- [Task statement]:
Look in the material below for the line holding "pub fn shutdown(&self)". Set it down exactly, with each later line up to and including the line holding "filter: &CatalogFilter) ->".

- [Task data]:

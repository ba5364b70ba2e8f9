//! Console command handlers: what the product, stock and dashboard views call.

use std::sync::Arc;
use std::sync::atomic::{AtomicBool, Ordering};

use anyhow::Context;

use shopdesk_catalog::query::{self, CatalogSummary};
use shopdesk_catalog::{CatalogEntry, CatalogFilter, DraftForm, RESTOCK_QUANTITY};
use shopdesk_core::EntryId;

use crate::config::ConsoleConfig;
use crate::notify::Notification;
use crate::remote::{CatalogService, HttpCatalogService};
use crate::scope::{ViewHandle, ViewScope};
use crate::store::{CatalogStore, MSG_ADD_FAILED, MSG_UPDATE_FAILED, StoreError};

pub const MSG_RESTOCK_PLACED: &str = "Restock order placed";

/// Application state shared by every view of one console session.
#[derive(Clone)]
pub struct ConsoleState {
    pub config: Arc<ConsoleConfig>,
    pub store: CatalogStore,
    shell: Arc<ViewScope>,
    initialized: Arc<AtomicBool>,
}

impl ConsoleState {
    /// Build the state against the configured HTTP catalog service.
    ///
    /// Nothing is fetched until [`ConsoleState::initialize`].
    pub fn new(config: ConsoleConfig) -> anyhow::Result<Self> {
        let service = match config.request_timeout {
            Some(timeout) => HttpCatalogService::with_timeout(config.api_url.clone(), timeout)
                .context("failed to build HTTP client for the catalog service")?,
            None => HttpCatalogService::new(config.api_url.clone()),
        };
        tracing::info!(api_url = %service.api_url(), update_mode = ?config.update_mode, "console configured");
        Ok(Self::with_service(config, Arc::new(service)))
    }

    pub fn with_service(config: ConsoleConfig, service: Arc<dyn CatalogService>) -> Self {
        let store = CatalogStore::new(service, config.update_mode);
        let shell = Arc::new(store.open_view());
        Self {
            config: Arc::new(config),
            store,
            shell,
            initialized: Arc::new(AtomicBool::new(false)),
        }
    }

    /// [`ConsoleState::new`] followed by [`ConsoleState::initialize`].
    pub async fn start(config: ConsoleConfig) -> anyhow::Result<Self> {
        let state = Self::new(config)?;
        state.initialize().await;
        Ok(state)
    }

    /// Run the initial catalog load. Only the first call does anything.
    ///
    /// A failed load is not an error here: the store has already kept its
    /// last-known entries and published a notification.
    pub async fn initialize(&self) {
        if self.initialized.swap(true, Ordering::SeqCst) {
            return;
        }
        if let Err(err) = self.store.load(&self.shell.handle()).await {
            tracing::warn!(error = %err, "initial catalog load did not succeed");
        }
    }

    /// Handle owned by the console shell (lives until shutdown).
    pub fn shell_handle(&self) -> ViewHandle {
        self.shell.handle()
    }

    pub fn shutdown(&self) {
        self.store.dispose();
    }
}

/// Products matching the list view's search box and category selector.
pub fn list_products(store: &CatalogStore, filter: &CatalogFilter) -> Vec<CatalogEntry> {
    store.with_entries(|entries| filter.apply(entries).into_iter().cloned().collect())
}

pub fn list_categories(store: &CatalogStore) -> Vec<String> {
    store.with_entries(query::categories)
}

pub fn dashboard_summary(store: &CatalogStore) -> CatalogSummary {
    store.with_entries(CatalogSummary::from_entries)
}

/// Submit the "Add Product" dialog.
pub async fn add_product(
    store: &CatalogStore,
    handle: &ViewHandle,
    form: &DraftForm,
) -> Result<CatalogEntry, StoreError> {
    let draft = match form.parse() {
        Ok(draft) => draft,
        Err(err) => {
            store.notify(Notification::error(format!("{MSG_ADD_FAILED}: {err}")));
            return Err(err.into());
        }
    };
    store.create(handle, &draft).await
}

/// Submit the "Edit Product" dialog for `id`.
///
/// Returns `Ok(false)` if the entry is no longer in the catalog.
pub async fn edit_product(
    store: &CatalogStore,
    handle: &ViewHandle,
    id: EntryId,
    form: &DraftForm,
) -> Result<bool, StoreError> {
    let Some(current) = store.find(id) else {
        tracing::debug!(%id, "edit ignored: no such entry");
        return Ok(false);
    };

    let replacement = match form.apply_to(&current) {
        Ok(entry) => entry,
        Err(err) => {
            store.notify(Notification::error(format!("{MSG_UPDATE_FAILED}: {err}")));
            return Err(err.into());
        }
    };

    store.update(handle, id, replacement).await
}

pub async fn delete_product(
    store: &CatalogStore,
    handle: &ViewHandle,
    id: EntryId,
) -> Result<usize, StoreError> {
    store.delete(handle, id).await
}

/// Increase or decrease stock for `id`, clamping at zero.
///
/// Returns the new stock level, or `None` if `id` is not in the catalog
/// (or was removed before the change landed). One notification per
/// successful adjustment.
pub async fn adjust_stock(
    store: &CatalogStore,
    handle: &ViewHandle,
    id: EntryId,
    delta: i64,
) -> Result<Option<u32>, StoreError> {
    let Some(current) = store.find(id) else {
        tracing::debug!(%id, delta, "stock adjustment ignored: no such entry");
        return Ok(None);
    };

    let updated = current.with_stock_adjusted(delta);
    let stock = updated.stock;
    if !store.update_quietly(handle, id, updated).await? {
        tracing::debug!(%id, delta, "stock adjustment dropped: entry removed meanwhile");
        return Ok(None);
    }

    tracing::info!(%id, delta, stock, "stock adjusted");
    store.notify(Notification::success(format!(
        "Stock updated: \"{}\" is now {} in stock.",
        current.title, stock
    )));
    Ok(Some(stock))
}

/// Low-stock alert action: add a standard restock quantity.
pub async fn restock(
    store: &CatalogStore,
    handle: &ViewHandle,
    id: EntryId,
) -> Result<Option<u32>, StoreError> {
    let stock = adjust_stock(store, handle, id, RESTOCK_QUANTITY).await?;
    if stock.is_some() {
        store.notify(Notification::success(MSG_RESTOCK_PLACED));
    }
    Ok(stock)
}
//! `shopdesk-core` — shared building blocks for the admin console.
//!
//! This crate contains **pure domain** primitives (no IO, no HTTP).

pub mod error;
pub mod id;

pub use error::{DomainError, DomainResult};
pub use id::EntryId;
//! Console configuration (environment with defaults).

use core::str::FromStr;
use std::time::Duration;

use anyhow::Context;
use serde::{Deserialize, Serialize};

use shopdesk_observability::LogFormat;

pub const DEFAULT_API_URL: &str = "https://dummyjson.com";

pub const ENV_API_URL: &str = "SHOPDESK_API_URL";
pub const ENV_UPDATE_MODE: &str = "SHOPDESK_UPDATE_MODE";
pub const ENV_REQUEST_TIMEOUT_SECS: &str = "SHOPDESK_REQUEST_TIMEOUT_SECS";
pub const ENV_LOG_FORMAT: &str = "SHOPDESK_LOG_FORMAT";

/// Whether edits made through `update` are sent to the remote catalog.
#[derive(Debug, Clone, Copy, Default, PartialEq, Eq, Serialize, Deserialize)]
#[serde(rename_all = "kebab-case")]
pub enum UpdateMode {
    /// Replace the entry locally only; nothing is sent.
    #[default]
    LocalOnly,
    /// `PUT` the full record first and replace locally only on success.
    Remote,
}

impl FromStr for UpdateMode {
    type Err = String;

    fn from_str(s: &str) -> Result<Self, Self::Err> {
        match s.trim().to_lowercase().as_str() {
            "local" | "local-only" => Ok(Self::LocalOnly),
            "remote" => Ok(Self::Remote),
            other => Err(format!("unknown update mode {other:?} (expected local or remote)")),
        }
    }
}

#[derive(Debug, Clone, PartialEq, Eq)]
pub struct ConsoleConfig {
    pub api_url: String,
    pub update_mode: UpdateMode,
    /// `None` leaves request duration bounded only by the transport.
    pub request_timeout: Option<Duration>,
    pub log_format: LogFormat,
}

impl Default for ConsoleConfig {
    fn default() -> Self {
        Self {
            api_url: DEFAULT_API_URL.to_string(),
            update_mode: UpdateMode::default(),
            request_timeout: None,
            log_format: LogFormat::default(),
        }
    }
}

impl ConsoleConfig {
    pub fn from_env() -> anyhow::Result<Self> {
        Self::from_lookup(|key| std::env::var(key).ok())
    }

    /// Build from an arbitrary key lookup; unset keys keep their defaults.
    pub fn from_lookup<F>(lookup: F) -> anyhow::Result<Self>
    where
        F: Fn(&str) -> Option<String>,
    {
        let mut config = Self::default();

        if let Some(url) = lookup(ENV_API_URL).filter(|v| !v.trim().is_empty()) {
            config.api_url = url.trim().to_string();
        }

        if let Some(mode) = lookup(ENV_UPDATE_MODE) {
            config.update_mode = mode
                .parse()
                .map_err(anyhow::Error::msg)
                .with_context(|| format!("invalid {ENV_UPDATE_MODE}"))?;
        }

        if let Some(secs) = lookup(ENV_REQUEST_TIMEOUT_SECS) {
            let secs: u64 = secs
                .trim()
                .parse()
                .with_context(|| format!("invalid {ENV_REQUEST_TIMEOUT_SECS}: {secs:?}"))?;
            config.request_timeout = (secs > 0).then(|| Duration::from_secs(secs));
        }

        if let Some(format) = lookup(ENV_LOG_FORMAT) {
            config.log_format = format
                .parse()
                .map_err(anyhow::Error::msg)
                .with_context(|| format!("invalid {ENV_LOG_FORMAT}"))?;
        }

        Ok(config)
    }
}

- [Exercise result]:
    pub fn shutdown(&self) {
        self.store.dispose();
    }
}

/// Products matching the list view's search box and category selector.
pub fn list_products(store: &CatalogStore, filter: &CatalogFilter) -> Vec<CatalogEntry> {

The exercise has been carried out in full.